Input data:
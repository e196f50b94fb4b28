//! Identity-reshaping synthesis over matrix DDs.
//!
//! Given the DD of a reversible function, the synthesizer reshapes it
//! level by level into the identity, emitting one multi-control NOT per
//! reshaping step; applying the emitted gates therefore realises the
//! original function. Negative controls are realised in the emitted
//! circuit by conjugating the control line with NOT gates.
//!
//! The coding-techniques entry points wrap the reshaping with Huffman
//! output encoding, constant augmentation, and a decoder stage that
//! recovers the primary outputs from the codewords.

use std::collections::{BTreeMap, VecDeque};

use rustc_hash::FxHashSet;
use tracing::{debug, info};

use alsvid_ir::{Circuit, Line, LineSet};
use alsvid_tt::{
    augment_with_constants, encode_with_additional_line, encode_without_additional_line, minimize,
    Cube, CubeSet, TruthTable,
};

use crate::build::build_dd;
use crate::package::{Edge, NodeId, Package, Var};

/// Control set with polarity (`true` fires on 1).
type Controls = BTreeMap<Line, bool>;

/// Synthesizer driving the reshaping loop and collecting the circuit.
///
/// One instance per synthesis run; the instance is not reentrant.
#[derive(Default)]
pub struct DdSynthesizer {
    circuit: Circuit,
    num_gates: usize,
    /// Primary inputs of the specification.
    n: usize,
    /// Primary outputs of the specification.
    m: usize,
    /// Total lines of the synthesized circuit.
    total_bits: usize,
    /// Lines needed to decode the output patterns.
    r: usize,
    /// Stop reshaping once only garbage levels remain.
    garbage_flag: bool,
}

To do: Nothing but the lines from the one containing "the synthesized circuit." through the last line of the data above should be given again, each exactly as it stands.

Output for this task:
    /// Total lines of the synthesized circuit.
    total_bits: usize,
    /// Lines needed to decode the output patterns.
    r: usize,
    /// Stop reshaping once only garbage levels remain.
    garbage_flag: bool,
}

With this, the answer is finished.